Decided to take my boys to the beach pier this morning and it paid off we ended up with 7 flounder from 13-16" 2 big Spanish 1 puffer 1 Little jack 1 remora 1 13" cobia and a lot of smiling faces now theyre ready to go buy toys with they're earnings lol Collin got 5$ for weirdest fish with the puffer and Jake got 5$ for coolest with the cobia


----------



## MrFish (Aug 21, 2009)

Great report!


----------



## Chris V (Oct 18, 2007)

Thats the way to get 'em into it. Sounds like a fun trip was had.

My family always had different money pots going when we went to the keys. My younger cousins always gave each other some fierce competition.


----------



## Mullethead (Oct 4, 2007)

Have to agree with the awards there dad ! 

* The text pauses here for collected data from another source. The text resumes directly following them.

//! Static descriptors for the six benchmark sweeps and their typed rows.

use serde::de::DeserializeOwned;
use serde::{Deserialize, Serialize};

/// A single typed row of a benchmark result file.
pub trait SweepRecord: DeserializeOwned + Clone {
    /// Columns the record is deserialised from, in file order.
    const COLUMNS: &'static [&'static str];

    /// Achieved bandwidth in GB/s.
    fn bandwidth(&self) -> f64;

    /// Every numeric cell of the row, in [`Self::COLUMNS`] order.
    fn values(&self) -> Vec<f64>;
}

/// Records of sweeps that vary exactly one configuration parameter.
pub trait SingleParam: SweepRecord {
    /// Value of the swept parameter.
    fn param(&self) -> f64;
}

macro_rules! single_param_record {
    ($(#[$meta:meta])* $name:ident, $field:ident: $ty:ty) => {
        $(#[$meta])*
        #[derive(Debug, Clone, Copy, PartialEq, Serialize, Deserialize)]
        pub struct $name {
            pub $field: $ty,
            pub bandwidth_gbps: f64,
        }

        impl SweepRecord for $name {
            const COLUMNS: &'static [&'static str] = &[stringify!($field), "bandwidth_gbps"];

            fn bandwidth(&self) -> f64 {
                self.bandwidth_gbps
            }

            fn values(&self) -> Vec<f64> {
                vec![f64::from(self.$field), self.bandwidth_gbps]
            }
        }

        impl SingleParam for $name {
            fn param(&self) -> f64 {
                f64::from(self.$field)
            }
        }
    };
}

single_param_record!(
    /// Experiment 1 row: a single block with a varying thread count.
    ThreadsPerBlockRecord,
    threads_per_block: u32
);
single_param_record!(
    /// Experiment 2 row: fixed block size with a varying grid size.
    BlocksPerGridRecord,
    blocks_per_grid: u32
);
single_param_record!(
    /// Experiment 4 row: access stride in elements.
    StrideRecord,
    stride: u32
);
single_param_record!(
    /// Experiment 5 row: access offset in elements.
    OffsetRecord,
    offset: u32
);
single_param_record!(
    /// Experiment 6 row: transfer size in megabytes.
    MemorySizeRecord,
    memory_size_mb: f64
);

/// Experiment 3 row: one cell of the threads x blocks sweep.
#[derive(Debug, Clone, Copy, PartialEq, Serialize, Deserialize)]
pub struct GridRecord {
    pub threads_per_block: u32,
    pub blocks_per_grid: u32,
    pub bandwidth_gbps: f64,
}

impl SweepRecord for GridRecord {
    const COLUMNS: &'static [&'static str] =
        &["threads_per_block", "blocks_per_grid", "bandwidth_gbps"];

    fn bandwidth(&self) -> f64 {
        self.bandwidth_gbps
    }

    fn values(&self) -> Vec<f64> {
        vec![
            f64::from(self.threads_per_block),
            f64::from(self.blocks_per_grid),
            self.bandwidth_gbps,
        ]
    }
}

#[derive(Debug, Clone, Copy, PartialEq, Eq, PartialOrd, Ord, Hash, Serialize, Deserialize)]
pub enum ExperimentId {
    ThreadsPerBlock,
    BlocksPerGrid,
    GridOptimization,
    StrideComparison,
    OffsetComparison,
    MemorySize,
}

impl ExperimentId {
    /// One-based experiment number used in file names and headings.
    pub fn number(self) -> u8 {
        match self {
            ExperimentId::ThreadsPerBlock => 1,
            ExperimentId::BlocksPerGrid => 2,
            ExperimentId::GridOptimization => 3,
            ExperimentId::StrideComparison => 4,
            ExperimentId::OffsetComparison => 5,
            ExperimentId::MemorySize => 6,
        }
    }
}

#[derive(Debug, Clone, Copy, PartialEq, Eq, Serialize, Deserialize)]
pub enum TableShape {
    /// One configuration column plus bandwidth.
    List,
    /// Two configuration columns forming a complete grid.
    Grid,
}

#[derive(Debug, Clone, Copy, PartialEq, Eq, Serialize, Deserialize)]
pub enum AxisScale {
    Linear,
    Log2,
}

#[derive(Debug, Clone, Copy, PartialEq, Eq, Serialize, Deserialize)]
pub enum Marker {
    Circle,
    Square,
    Diamond,
}

/// Stroke colour and point marker of the primary data series.
#[derive(Debug, Clone, Copy, PartialEq, Eq)]
pub struct SeriesStyle {
    pub color: &'static str,
    pub marker: Marker,
}

/// Fixed chart text. Never derived from data.
#[derive(Debug, Clone, Copy, PartialEq, Eq)]
pub struct ChartLabels {
    pub title: &'static str,
    pub subtitle: Option<&'static str>,
    pub x_label: &'static str,
    pub y_label: &'static str,
}

/// How an experiment's table is turned into charts.
#[derive(Debug, Clone, Copy, PartialEq, Eq)]
pub enum Recipe {
    /// Line chart with the optimum starred; `unit` names the parameter in the legend.
    Line { scale: AxisScale, unit: &'static str },
    /// Annotated heatmap plus a projected surface of the same grid.
    Heatmap { surface_title: &'static str },
    /// The same series on a linear and a log2 axis, side by side.
    DualScale { log_color: &'static str },
    /// Line chart with every misaligned x highlighted.
    Threshold { alignment: u32 },
}

#[derive(Debug, Clone, Copy, PartialEq, Eq)]
pub struct ExperimentDescriptor {
    pub id: ExperimentId,
    /// Short display name used in progress output.
    pub name: &'static str,
    /// File stem shared by the input table and the primary chart.
    pub stem: &'static str,
    pub columns: &'static [&'static str],
    pub shape: TableShape,
    pub recipe: Recipe,
    pub labels: ChartLabels,
    pub style: SeriesStyle,
}

impl ExperimentDescriptor {
    /// File name of the CSV input inside the results directory.
    pub fn input_file(&self) -> String {
        format!("{}.csv", self.stem)
    }

    /// File names of every chart this experiment writes, primary first.
    pub fn artifacts(&self) -> Vec<String> {
        match self.recipe {
            Recipe::Heatmap { .. } => vec![
                format!("{}.svg", self.stem),
                format!("{}_3d.svg", self.stem),
            ],
            _ => vec![format!("{}.svg", self.stem)],
        }
    }
}

const BANDWIDTH_LABEL: &str = "Bandwidth (GB/s)";

/// The six sweeps, in execution order.
pub static EXPERIMENTS: [ExperimentDescriptor; 6] = [
    ExperimentDescriptor {
        id: ExperimentId::ThreadsPerBlock,
        name: "Threads per Block",
        stem: "exp1_threads_per_block",
        columns: ThreadsPerBlockRecord::COLUMNS,
        shape: TableShape::List,
        recipe: Recipe::Line {
            scale: AxisScale::Log2,
            unit: "threads",
        },
        labels: ChartLabels {
            title: "Memory Bandwidth vs Threads per Block",
            subtitle: Some("(Single Block)"),
            x_label: "Threads per Block",
            y_label: BANDWIDTH_LABEL,
        },
        style: SeriesStyle {
            color: "#2E86AB",
            marker: Marker::Circle,
        },
    },
    ExperimentDescriptor {
        id: ExperimentId::BlocksPerGrid,
        name: "Blocks per Grid",
        stem: "exp2_blocks_per_grid",
        columns: BlocksPerGridRecord::COLUMNS,
        shape: TableShape::List,
        recipe: Recipe::Line {
            scale: AxisScale::Linear,
            unit: "blocks",
        },
        labels: ChartLabels {
            title: "Memory Bandwidth vs Number of Blocks",
            subtitle: Some("(Fixed Threads per Block)"),
            x_label: "Blocks per Grid",
            y_label: BANDWIDTH_LABEL,
        },
        style: SeriesStyle {
            color: "#A23B72",
            marker: Marker::Square,
        },
    },
    ExperimentDescriptor {
        id: ExperimentId::GridOptimization,
        name: "2D Optimization",
        stem: "exp3_2d_optimization",
        columns: GridRecord::COLUMNS,
        shape: TableShape::Grid,
        recipe: Recipe::Heatmap {
            surface_title: "3D View: Memory Bandwidth Optimization",
        },
        labels: ChartLabels {
            title: "Memory Bandwidth Heatmap",
            subtitle: Some("(Threads per Block \u{d7} Blocks per Grid)"),
            x_label: "Blocks per Grid",
            y_label: "Threads per Block",
        },
        style: SeriesStyle {
            color: "#0000FF",
            marker: Marker::Square,
        },
    },
    ExperimentDescriptor {
        id: ExperimentId::StrideComparison,
        name: "Stride Comparison",
        stem: "exp4_stride_comparison",
        columns: StrideRecord::COLUMNS,
        shape: TableShape::List,
        recipe: Recipe::DualScale {
            log_color: "#C73E1D",
        },
        labels: ChartLabels {
            title: "Memory Bandwidth vs Stride",
            subtitle: None,
            x_label: "Stride",
            y_label: BANDWIDTH_LABEL,
        },
        style: SeriesStyle {
            color: "#F18F01",
            marker: Marker::Circle,
        },
    },
    ExperimentDescriptor {
        id: ExperimentId::OffsetComparison,
        name: "Offset Effect",
        stem: "exp5_offset_comparison",
        columns: OffsetRecord::COLUMNS,
        shape: TableShape::List,
        recipe: Recipe::Threshold { alignment: 32 },
        labels: ChartLabels {
            title: "Memory Bandwidth vs Access Offset",
            subtitle: None,
            x_label: "Offset (elements)",
            y_label: BANDWIDTH_LABEL,
        },
        style: SeriesStyle {
            color: "#6A4C93",
            marker: Marker::Diamond,
        },
    },
    ExperimentDescriptor {
        id: ExperimentId::MemorySize,
        name: "Memory Size Effect",
        stem: "exp6_memory_size",
        columns: MemorySizeRecord::COLUMNS,
        shape: TableShape::List,
        recipe: Recipe::Line {
            scale: AxisScale::Log2,
            unit: "MB",
        },
        labels: ChartLabels {
            title: "Memory Bandwidth vs Transfer Size",
            subtitle: None,
            x_label: "Memory Size (MB)",
            y_label: BANDWIDTH_LABEL,
        },
        style: SeriesStyle {
            color: "#1E847F",
            marker: Marker::Circle,
        },
    },
];

/// Looks up the static descriptor of an experiment.
pub fn descriptor(id: ExperimentId) -> &'static ExperimentDescriptor {
    &EXPERIMENTS[usize::from(id.number()) - 1]
}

Toy store - you mean tackle shop right? 

Great post !


----------



## devndeb (Mar 16, 2008)

Which beach pier?? Pensacola?


----------



## shkad14 (Apr 26, 2008)

That's awesome. The wind had us pretty much shut down the whole weekend.


----------



## Ocean Master (May 20, 2008)

Thant's a good Dad right there..!!


----------



## osborne311 (Aug 1, 2011)

Are you talking about that beach pier right in front of the main showers/pavilion on Pensacola Beach proper? I did not think you could even fish that?? 

I bet they loved it. Would love to get into a mess like that with my 4 year old. Great report.


----------